2014年4月28日(月) 14:15 〜 16:00 423 (4F)

コンビーナ:*名倉 元樹((独) 海洋研究開発機構)、長谷川 拓也(独立行政法人海洋研究開発機構)、清木 亜矢子(海洋研究開発機構)、東塚 知己(東京大学大学院理学系研究科地球惑星科学専攻)、時長 宏樹(ハワイ大学国際太平洋研究センター)、大庭 雅道(電力中央研究所 環境科学研究所 大気海洋環境領域)、今田 由紀子(東京大学大気海洋研究所)、座長:長谷川 拓也(独立行政法人海洋研究開発機構)、今田 由紀子(東京大学大気海洋研究所)

14:45 〜 15:00

[ACG37-08] 海面水温ナッジング法を用いたインド洋熱帯域の蓄熱量偏差の初期化

神山 翼1、*東塚 知己2 (1.ワシントン大学、2.東京大学)

キーワード:インド洋熱帯域, 大気海洋結合モデル, 海面水温・外向き長波放射の関係, 海洋上層蓄熱量, 海面水温ナッジング法

We have evaluated oceanic initial conditions in the tropical Indian and Pacific Oceans prepared by a coupled general circulation model (CGCM) with a sea surface temperature (SST)-nudging scheme. It is shown that the heat content anomalies in the upper 150 m are generated extremely well in the Pacific even though only the SST data is incorporated. In contrast, the upper ocean heat content anomalies produced by the model have negative correlation coefficients over vast areas of the tropical Indian Ocean.

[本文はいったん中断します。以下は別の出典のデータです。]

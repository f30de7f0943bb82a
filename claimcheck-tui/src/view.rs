use crate::styles;
use anyhow::Result;
use claimcheck_client::render::{self, Body, Screen, SectionContent};
use ratatui::{
    Terminal,
    backend::CrosstermBackend,
    layout::{Constraint, Direction, Layout, Position},
    style::Style,
    text::{Line, Span},
    widgets::{Block, Borders, Clear, Paragraph, Wrap},
};
use std::io::Stdout;
use textwrap::wrap;

/// Everything one frame needs, detached from the actor.
pub struct ViewSnap {
    pub screen: Screen,
    pub caret_col: u16,
    pub scroll: usize,
    /// Columns the results pane is shifted left, for links wider than the pane.
    pub hscroll: u16,
    pub spinner: &'static str,
    pub backend: String,
    pub notice: Option<String>,
}

/// One line of the results pane.
#[derive(Debug, Clone, PartialEq)]
pub struct BodyLine {
    pub text: String,
    pub style: Style,
    /// Links stay on one line so the terminal can detect the whole URL.
    pub wrap: bool,
}

impl BodyLine {
    fn prose(text: impl Into<String>, style: Style) -> Self {
        Self {
            text: text.into(),
            style,
            wrap: true,
        }
    }

    fn link(url: &str) -> Self {
        Self {
            text: format!("  - {url}"),
            style: styles::link(),
            wrap: false,
        }
    }
}

/// Draw one frame. Returns the scroll offset actually shown.
pub fn draw(term: &mut Terminal<CrosstermBackend<Stdout>>, snap: &ViewSnap) -> Result<usize> {
    let mut shown = snap.scroll;
    term.draw(|frame| {
        let area = frame.area();

        let layout = Layout::default()
            .direction(Direction::Vertical)
            .constraints([
                Constraint::Length(2),
                Constraint::Length(3),
                Constraint::Min(3),
                Constraint::Length(3),
            ])
            .split(area);

        // Header
        let header = Paragraph::new(vec![
            Line::from(Span::styled(format!(" {} ", render::TITLE), styles::title())),
            Line::from(Span::styled(format!(" {}", render::SUBTITLE), styles::dim())),
        ])
        .wrap(Wrap { trim: true });
        frame.render_widget(header, layout[0]);

        // Input box
        let (input_offset, caret) =
            input_window(snap.caret_col, layout[1].width.saturating_sub(2));
        let input_box = Paragraph::new(snap.screen.input.clone())
            .scroll((0, input_offset))
            .block(
                Block::default()
                    .borders(Borders::ALL)
                    .title(" Claim (Enter to check, Esc to clear) "),
            );
        frame.render_widget(Clear, layout[1]);
        frame.render_widget(input_box, layout[1]);
        frame.set_cursor_position(Position {
            x: layout[1].x + 1 + caret,
            y: layout[1].y + 1,
        });

        // Results
        let visible_h = layout[2].height.saturating_sub(2) as usize;
        let content_width = layout[2].width.saturating_sub(2) as usize;
        let wrapped = wrap_lines(&body_lines(&snap.screen.body), content_width);
        let start = clamp_scroll(snap.scroll, wrapped.len(), visible_h);
        shown = start;
        let lines: Vec<Line> = wrapped
            .iter()
            .skip(start)
            .take(visible_h)
            .map(|l| Line::from(Span::styled(l.text.clone(), l.style)))
            .collect();
        let results = Paragraph::new(lines)
            .scroll((0, snap.hscroll))
            .block(Block::default().borders(Borders::ALL).title(" Results "));
        frame.render_widget(results, layout[2]);

        // Status bar
        let submit_style = if snap.screen.submit.enabled {
            styles::heading()
        } else {
            styles::dim()
        };
        let mut spans = vec![
            Span::raw(" "),
            Span::styled(snap.spinner, styles::heading()),
            Span::raw(" "),
            Span::styled(format!("[{}]", snap.screen.submit.label), submit_style),
            Span::styled(format!(" • backend: {}", snap.backend), styles::dim()),
        ];
        if let Some(notice) = &snap.notice {
            spans.push(Span::styled(format!(" • {notice}"), styles::error()));
        }
        let status_line = Line::from(spans);
        let status = Paragraph::new(status_line)
            .block(Block::default().borders(Borders::ALL).title(" Status "));
        frame.render_widget(status, layout[3]);
    })?;

    Ok(shown)
}

/// Styled lines for the results pane. Empty body, empty pane.
pub fn body_lines(body: &Body) -> Vec<BodyLine> {
    let mut out = Vec::new();
    match body {
        Body::Empty => {}
        Body::Error(message) => {
            out.push(BodyLine::prose(format!("Error: {message}"), styles::error()))
        }
        Body::Result(view) => {
            out.push(BodyLine::prose(
                view.banner.to_string(),
                styles::banner(view.banner.category),
            ));
            for section in &view.sections {
                out.push(BodyLine::prose("", Style::default()));
                if !section.heading.is_empty() {
                    out.push(BodyLine::prose(section.heading, styles::heading()));
                }
                match &section.content {
                    SectionContent::Text(text) => {
                        out.extend(
                            text.lines()
                                .map(|l| BodyLine::prose(format!("  {l}"), styles::value())),
                        );
                    }
                    SectionContent::Links(links) => {
                        out.extend(links.iter().map(|l| BodyLine::link(l)));
                    }
                }
            }
        }
    }
    out
}

fn wrap_lines(lines: &[BodyLine], width: usize) -> Vec<BodyLine> {
    let effective_width = width.max(1);
    let mut out = Vec::new();
    for line in lines {
        if !line.wrap {
            out.push(line.clone());
            continue;
        }
        let segments = wrap(&line.text, effective_width);
        if segments.is_empty() {
            out.push(BodyLine::prose("", line.style));
        } else {
            out.extend(
                segments
                    .into_iter()
                    .map(|seg| BodyLine::prose(seg.into_owned(), line.style)),
            );
        }
    }
    out
}

/// Horizontal input scroll and on-screen caret column for a caret at
/// `caret_col` in a box `inner_width` cells wide.
fn input_window(caret_col: u16, inner_width: u16) -> (u16, u16) {
    if inner_width == 0 {
        return (0, 0);
    }
    if caret_col < inner_width {
        (0, caret_col)
    } else {
        (caret_col - inner_width + 1, inner_width - 1)
    }
}

/// First visible line for a scroll offset counted from the top.
fn clamp_scroll(scroll: usize, total: usize, visible: usize) -> usize {
    scroll.min(total.saturating_sub(visible))
}
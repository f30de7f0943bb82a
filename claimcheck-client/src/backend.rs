//! The seam between the session and whatever answers `POST /check`.
use crate::types::{ClaimRequest, ClaimResult};
use async_trait::async_trait;
use claimcheck_common::{ClaimCheckError, Result};
use claimcheck_http::{HttpClient, HttpError, RequestOpts};
use std::time::Duration;

/// Everything a single check can end in, one variant per error class.
#[derive(Debug, Clone, PartialEq, Eq)]
pub enum CheckOutcome {
    /// 2xx with a decodable body.
    Verified(ClaimResult),
    /// Non-2xx. `message` is the body's `error` field when it had one.
    Rejected {
        status: Option<u16>,
        message: Option<String>,
    },
    /// 2xx whose body did not decode as a [`ClaimResult`].
    Malformed { detail: String },
    /// No response at all: refused, reset, timed out.
    Unreachable { backend: String, detail: String },
}

#[async_trait]
pub trait ClaimBackend: Send + Sync {
    /// Issue exactly one check. Never retries.
    async fn check(&self, request: &ClaimRequest) -> CheckOutcome;

    /// Human-readable location of the backend, used in messages and the status bar.
    fn location(&self) -> String;
}

/// [`ClaimBackend`] speaking JSON over HTTP.
#[derive(Clone, Debug)]
pub struct HttpBackend {
    client: HttpClient,
    check_path: String,
}

impl HttpBackend {
    /// ```
    /// use claimcheck_client::{ClaimBackend, HttpBackend};
    ///
    /// let backend = HttpBackend::new("http://localhost:3000", "/check").unwrap();
    /// assert_eq!(backend.location(), "http://localhost:3000/");
    /// assert!(HttpBackend::new("localhost:3000", "/check").is_err());
    ///
    /// // A path on the base URL is kept as a prefix.
    /// let prefixed = HttpBackend::new("http://gateway.example/factcheck", "/check").unwrap();
    /// assert_eq!(prefixed.location(), "http://gateway.example/factcheck/");
    /// ```
    pub fn new(base_url: &str, check_path: &str) -> Result<Self> {
        let client = HttpClient::new(base_url)
            .map_err(|e| ClaimCheckError::Config(format!("backend base_url {base_url:?}: {e}")))?;
        if client.base_url().cannot_be_a_base() {
            return Err(ClaimCheckError::Config(format!(
                "backend base_url {base_url:?} cannot be used as a base"
            )));
        }
        client
            .resolve(check_path)
            .map_err(|e| ClaimCheckError::Config(format!("backend check_path {check_path:?}: {e}")))?;
        Ok(Self {
            client,
            check_path: check_path.to_string(),
        })
    }

    pub fn with_timeout(mut self, timeout: Duration) -> Self {
        self.client = self.client.with_timeout(timeout);
        self
    }
}

#[async_trait]
impl ClaimBackend for HttpBackend {
    async fn check(&self, request: &ClaimRequest) -> CheckOutcome {
        let sent = self
            .client
            .post_json::<_, ClaimResult>(&self.check_path, request, RequestOpts::default())
            .await;
        match sent {
            Ok(result) => CheckOutcome::Verified(result),
            Err(err) => outcome_from_error(err, self.location()),
        }
    }

    fn location(&self) -> String {
        self.client.base_url().to_string()
    }
}

fn outcome_from_error(err: HttpError, backend: String) -> CheckOutcome {
    match err {
        HttpError::Api {
            status, message, ..
        } => CheckOutcome::Rejected {
            status: Some(status.as_u16()),
            message,
        },
        HttpError::Decode(detail, _) => CheckOutcome::Malformed { detail },
        HttpError::Network(detail) | HttpError::Url(detail) | HttpError::Build(detail) => {
            CheckOutcome::Unreachable { backend, detail }
        }
    }
}

#[cfg(test)]
mod tests {
    use super::*;
    use reqwest::StatusCode;

    #[test]
    fn api_errors_become_rejections() {
        let got = outcome_from_error(
            HttpError::Api {
                status: StatusCode::BAD_REQUEST,
                message: Some("Claim is required".into()),
                request_id: "-".into(),
            },
            "http://localhost:3000/".into(),
        );
        assert_eq!(
            got,
            CheckOutcome::Rejected {
                status: Some(400),
                message: Some("Claim is required".into())
            }
        );
    }

    #[test]
    fn network_errors_become_unreachable() {
        let got = outcome_from_error(
            HttpError::Network("connection refused".into()),
            "http://localhost:3000/".into(),
        );
        assert!(matches!(
            got,
            CheckOutcome::Unreachable { ref backend, .. } if backend == "http://localhost:3000/"
        ));
    }

    #[test]
    fn decode_errors_become_malformed() {
        let got = outcome_from_error(
            HttpError::Decode("missing field `explanation`".into(), "{}".into()),
            "-".into(),
        );
        assert!(matches!(got, CheckOutcome::Malformed { .. }));
    }

    #[test]
    fn rejects_unusable_base_urls() {
        assert!(HttpBackend::new("mailto:someone@example.com", "/check").is_err());
        assert!(HttpBackend::new("", "/check").is_err());
    }
}
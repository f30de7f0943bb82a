//! Single-line claim editor with a byte cursor kept on char boundaries.

#[derive(Debug, Default, Clone, PartialEq, Eq)]
pub struct InputLine {
    text: String,
    cursor: usize,
}

impl InputLine {
    pub fn text(&self) -> &str {
        &self.text
    }

    pub fn cursor(&self) -> usize {
        self.cursor
    }

    /// Text left of the cursor, for caret placement.
    pub fn before_cursor(&self) -> &str {
        &self.text[..self.cursor]
    }

    pub fn clear(&mut self) {
        self.text.clear();
        self.cursor = 0;
    }

    pub fn left(&mut self) {
        if self.cursor == 0 {
            return;
        }
        self.cursor -= 1;
        while self.cursor > 0 && !self.text.is_char_boundary(self.cursor) {
            self.cursor -= 1;
        }
    }

    pub fn right(&mut self) {
        if self.cursor >= self.text.len() {
            return;
        }
        self.cursor += 1;
        while self.cursor < self.text.len() && !self.text.is_char_boundary(self.cursor) {
            self.cursor += 1;
        }
    }

    pub fn home(&mut self) {
        self.cursor = 0;
    }

    pub fn end(&mut self) {
        self.cursor = self.text.len();
    }

    pub fn insert(&mut self, ch: char) {
        self.text.insert(self.cursor, ch);
        self.cursor += ch.len_utf8();
    }

    pub fn backspace(&mut self) {
        if self.cursor == 0 {
            return;
        }
        let end = self.cursor;
        self.left();
        self.text.drain(self.cursor..end);
    }

    pub fn delete(&mut self) {
        if self.cursor >= self.text.len() {
            return;
        }
        let start = self.cursor;
        let mut end = start + 1;
        while end < self.text.len() && !self.text.is_char_boundary(end) {
            end += 1;
        }
        self.text.drain(start..end);
    }
}
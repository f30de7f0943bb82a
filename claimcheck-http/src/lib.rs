//! Minimal JSON HTTP client with safe logging and a single attempt per call.
//!
//! - Request options: extra headers, per-request timeout
//! - Every call is sent exactly once; retrying is left to the caller
//! - Non-success responses surface the body's `error` string when present
//! - Optional *raw* request/response logging via `CLAIMCHECK_HTTP_RAW=1`
//!
//! Example (no_run):
//! ```rust
//! # async fn demo() -> Result<(), claimcheck_http::HttpError> {
//! let client = claimcheck_http::HttpClient::new("http://localhost:3000")?;
//! let got: serde_json::Value = client
//!     .post_json(
//!         "check",
//!         &serde_json::json!({ "claim": "The Earth is flat" }),
//!         claimcheck_http::RequestOpts::default(),
//!     )
//!     .await?;
//! # Ok(()) }
//! ```
//!
//! Observability: structured `tracing` events are emitted for request start,
//! response headers, body snippets (truncated), final errors, and (optionally)
//! raw request/response lines (target `http.raw`) when `CLAIMCHECK_HTTP_RAW=1`.
//! The `authorization` header is always redacted.

use reqwest::header::{HeaderMap, HeaderValue, CONTENT_TYPE};
use reqwest::{Client, Method, StatusCode, Url};
use serde::de::DeserializeOwned;
use serde::{Deserialize, Serialize};
use std::env;
use std::time::{Duration, Instant};
use thiserror::Error;
use uuid::Uuid;

// ==============================
// Raw logging toggles
// ==============================

const RAW_ENV: &str = "CLAIMCHECK_HTTP_RAW";
const RAW_MAX_BODY: usize = 64 * 1024; // cap raw body logs (64 KiB)
const SNIPPET_MAX: usize = 500;

fn raw_enabled() -> bool {
    matches!(
        env::var(RAW_ENV).as_deref(),
        Ok("1") | Ok("true") | Ok("yes")
    )
}

/// Render a best-effort curl command for repro/debug, with secrets redacted.
fn make_curl(method: &Method, url: &Url, headers: &HeaderMap, body: Option<&[u8]>) -> String {
    let mut parts = vec!["curl".to_string(), format!("-X{}", method)];
    for (name, val) in redact_headers(headers) {
        parts.push(format!("-H '{}: {}'", name, val.replace('\'', r"'\''")));
    }
    if let Some(bytes) = body {
        if let Ok(s) = std::str::from_utf8(bytes) {
            let mut s = s.to_string();
            if s.len() > RAW_MAX_BODY {
                truncate_on_char_boundary(&mut s, RAW_MAX_BODY);
                s.push('…');
            }
            parts.push(format!("-d '{}'", s.replace('\'', r"'\''")));
        } else {
            parts.push(format!("--data-binary @- # ({} bytes)", bytes.len()));
        }
    }
    parts.push(format!("'{}'", url.as_str()));
    parts.join(" ")
}

/// Redact sensitive headers for logging
fn redact_headers(h: &HeaderMap) -> Vec<(String, String)> {
    h.iter()
        .map(|(k, v)| {
            let key = k.as_str().to_string();
            let mut val = v.to_str().unwrap_or("").to_string();
            if key.eq_ignore_ascii_case("authorization") {
                val = "<redacted>".into();
            }
            (key, val)
        })
        .collect()
}

// ==============================
// Errors
// ==============================

#[derive(Debug, Error)]
pub enum HttpError {
    #[error("invalid URL: {0}")]
    Url(String),
    #[error("request build failed: {0}")]
    Build(String),
    /// No response could be obtained (connect failure, timeout, reset).
    #[error("network error: {0}")]
    Network(String),
    /// A success status whose body did not match the expected shape.
    #[error("decode error: {0}, body_snippet: {1}")]
    Decode(String, String),
    /// The server answered with a non-success status.
    #[error("server returned error {status}: {}, request_id={request_id}", .message.as_deref().unwrap_or("<no message>"))]
    Api {
        status: StatusCode,
        message: Option<String>,
        request_id: String,
    },
}

// ==============================
// Request Options
// ==============================

/// Per-request tuning knobs for the HTTP client.
///
/// ```
/// use claimcheck_http::RequestOpts;
/// use std::time::Duration;
///
/// let opts = RequestOpts {
///     timeout: Some(Duration::from_secs(30)),
///     ..Default::default()
/// };
///
/// assert_eq!(opts.timeout.unwrap().as_secs(), 30);
/// assert!(opts.headers.is_none());
/// ```
#[derive(Clone, Debug, Default)]
pub struct RequestOpts {
    pub timeout: Option<Duration>,
    pub headers: Option<HeaderMap>,
}

// ==============================
// Client
// ==============================

#[derive(Clone, Debug)]
pub struct HttpClient {
    base: Url,
    inner: Client,
    pub default_timeout: Duration,
}

impl HttpClient {
    /// Construct a client anchored to a base URL.
    ///
    /// ```no_run
    /// use claimcheck_http::{HttpClient, HttpError};
    /// use std::time::Duration;
    ///
    /// let client = HttpClient::new("http://localhost:3000")?;
    /// assert_eq!(client.default_timeout, Duration::from_secs(15));
    /// # Ok::<(), HttpError>(())
    /// ```
    pub fn new(base: &str) -> Result<Self, HttpError> {
        let mut base = Url::parse(base).map_err(|e| HttpError::Url(e.to_string()))?;
        // A base path is a directory: `/factcheck` must keep its segment on join.
        if !base.cannot_be_a_base() && !base.path().ends_with('/') {
            let dir = format!("{}/", base.path());
            base.set_path(&dir);
        }
        let inner = Client::builder()
            .connect_timeout(Duration::from_secs(5))
            .build()
            .map_err(|e| HttpError::Build(e.to_string()))?;
        Ok(Self {
            base,
            inner,
            default_timeout: Duration::from_secs(15),
        })
    }

    /// Override the default timeout returned by [`HttpClient::new`].
    ///
    /// ```no_run
    /// use claimcheck_http::{HttpClient, HttpError};
    /// use std::time::Duration;
    ///
    /// let client = HttpClient::new("http://localhost:3000")?
    ///     .with_timeout(Duration::from_secs(2));
    /// assert_eq!(client.default_timeout, Duration::from_secs(2));
    /// # Ok::<(), HttpError>(())
    /// ```
    pub fn with_timeout(mut self, dur: Duration) -> Self {
        self.default_timeout = dur;
        self
    }

    /// The base URL every relative path is joined onto.
    pub fn base_url(&self) -> &Url {
        &self.base
    }

    /// Resolve `path` under the base URL's path. A leading `/` does not
    /// escape the base, so `/check` on `http://host/api` is `http://host/api/check`.
    pub fn resolve(&self, path: &str) -> Result<Url, HttpError> {
        self.base
            .join(path.trim_start_matches('/'))
            .map_err(|e| HttpError::Url(e.to_string()))
    }

    /// POST a JSON body and decode a JSON response.
    pub async fn post_json<B, T>(
        &self,
        path: &str,
        body: &B,
        opts: RequestOpts,
    ) -> Result<T, HttpError>
    where
        B: Serialize + ?Sized,
        T: DeserializeOwned,
    {
        self.request_json_internal(Method::POST, path, Some(body), opts)
            .await
    }

    // ==============================
    // Core request implementation
    // ==============================

    async fn request_json_internal<B, T>(
        &self,
        method: Method,
        path: &str,
        body: Option<&B>,
        opts: RequestOpts,
    ) -> Result<T, HttpError>
    where
        B: Serialize + ?Sized,
        T: DeserializeOwned,
    {
        let url = self.resolve(path)?;

        // ----- Build request -----
        let mut rb = self.inner.request(method.clone(), url.clone());

        let timeout = opts.timeout.unwrap_or(self.default_timeout);
        rb = rb.timeout(timeout);

        // body (serialize here so we can log exact bytes)
        let mut request_body_bytes: Option<Vec<u8>> = None;
        if let Some(b) = body {
            let bytes = serde_json::to_vec(b).map_err(|e| HttpError::Build(e.to_string()))?;
            request_body_bytes = Some(bytes.clone());
            rb = rb.header(CONTENT_TYPE, "application/json").body(bytes);
        }

        if let Some(hdrs) = &opts.headers {
            rb = rb.headers(hdrs.clone());
        }

        // ----- Safe request logging (pre-send) -----
        let req_id = format!("r{}", Uuid::new_v4().simple());

        tracing::debug!(
            req_id=%req_id,
            method=%method,
            host_path=%format!("{}{}", url.host_str().unwrap_or("-"), url.path()),
            timeout_ms=timeout.as_millis() as u64,
            has_body=%body.is_some(),
            "http.request.start"
        );

        if raw_enabled() {
            let mut merged = HeaderMap::new();
            if request_body_bytes.is_some() {
                merged.insert(CONTENT_TYPE, HeaderValue::from_static("application/json"));
            }
            if let Some(h) = &opts.headers {
                for (k, v) in h.iter() {
                    merged.append(k, v.clone());
                }
            }
            let curl = make_curl(&method, &url, &merged, request_body_bytes.as_deref());
            tracing::debug!(target: "http.raw", %req_id, %curl, "request");
        }

        // ----- Send (single attempt) -----
        let t0 = Instant::now();
        let resp = rb.send().await.map_err(|err| {
            let message = err.to_string();
            tracing::warn!(
                req_id=%req_id,
                timed_out=err.is_timeout(),
                connect=err.is_connect(),
                message=%message,
                "http.network_error.send"
            );
            HttpError::Network(message)
        })?;
        let status = resp.status();
        let headers = resp.headers().clone();
        let bytes = resp.bytes().await.map_err(|err| {
            let message = err.to_string();
            tracing::warn!(req_id=%req_id, message=%message, "http.network_error.body");
            HttpError::Network(message)
        })?;
        let dur_ms = t0.elapsed().as_millis() as u64;

        let req_hdr_id = headers
            .get("x-request-id")
            .or_else(|| headers.get("x-correlation-id"))
            .and_then(|v| v.to_str().ok())
            .unwrap_or("-");

        tracing::debug!(
            req_id=%req_id,
            %status,
            duration_ms=dur_ms,
            body_len=bytes.len(),
            x_request_id=%req_hdr_id,
            "http.response.headers"
        );

        if raw_enabled() {
            let hdrs = redact_headers(&headers);
            let truncated = bytes.len() > RAW_MAX_BODY;
            let shown = &bytes[..bytes.len().min(RAW_MAX_BODY)];
            let text = String::from_utf8_lossy(shown);
            tracing::info!(
                target:"http.raw",
                %req_id,
                status=%status,
                duration_ms=dur_ms,
                headers=?hdrs,
                body=%text,
                truncated
            );
        }

        let snippet = snip_body(&bytes);
        tracing::trace!(
            req_id=%req_id,
            body_snippet=%snippet,
            "http.response.body_snippet"
        );

        // ----- Success path -----
        if status.is_success() {
            return serde_json::from_slice::<T>(&bytes).map_err(|e| {
                tracing::warn!(
                    req_id=%req_id,
                    serde_line=%e.line(),
                    serde_col=%e.column(),
                    serde_err=%e.to_string(),
                    body_snippet=%snippet,
                    "http.response.decode_error"
                );
                HttpError::Decode(e.to_string(), snippet)
            });
        }

        // ----- Non-success -----
        let message = extract_error_message(&bytes);
        let request_id = req_hdr_id.to_string();

        tracing::warn!(
            req_id=%req_id,
            %status,
            message=?message,
            x_request_id=%request_id,
            body_snippet=%snippet,
            "http.error"
        );
        Err(HttpError::Api {
            status,
            message,
            request_id,
        })
    }
}

// ==============================
// Helpers
// ==============================

/// Pull the `error` string out of an error body shaped like `{"error": "..."}`.
///
/// Returns `None` when the body is not JSON, is not an object, or carries no
/// non-empty string `error` field.
fn extract_error_message(body: &[u8]) -> Option<String> {
    #[derive(Deserialize)]
    struct ErrorBody {
        #[serde(default)]
        error: Option<serde_json::Value>,
    }

    let parsed: ErrorBody = serde_json::from_slice(body).ok()?;
    match parsed.error? {
        serde_json::Value::String(s) if !s.is_empty() => Some(s),
        _ => None,
    }
}

fn snip_body(body: &[u8]) -> String {
    let mut snip = String::from_utf8_lossy(body).to_string();
    if snip.len() > SNIPPET_MAX {
        truncate_on_char_boundary(&mut snip, SNIPPET_MAX);
        snip.push_str("...");
    }
    snip
}

fn truncate_on_char_boundary(s: &mut String, max: usize) {
    let mut cut = max.min(s.len());
    while cut > 0 && !s.is_char_boundary(cut) {
        cut -= 1;
    }
    s.truncate(cut);
}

We propose that this is due to a difference in the SST-outgoing longwave radiation (OLR) relationship between the Indian and Pacific Oceans; the use of SST-nudging generally assumes that correlation coefficients between SST and OLR are negative, but this is not necessarily true. The correlation coefficients between SST and OLR anomalies are negative in the central to eastern equatorial Pacific, and this feature is well reproduced in the model. As a result, equatorial zonal wind anomalies are well captured by the model, and forced equatorial Kelvin and Rossby waves are accurately reproduced. On the other hand, the model cannot capture the observed positive correlation coefficients in the eastern equatorial Indian Ocean, particularly from January to April. As a result, equatorial zonal wind anomalies tend to have an opposite sign and induce equatorial Kelvin and Rossby waves with a wrong sign. The positive correlation between SST and OLR is an outcome of remote influence, but this is more difficult to simulate in an atmospheric general circulation model (AGCM) and a CGCM with strong SST nudging, in which local air-sea interaction is not explicitly allowed. Since the results presented in this study is based on a single model, it will be interesting to check skills of other models in initializing the upper ocean heat content with an SST-nudging scheme.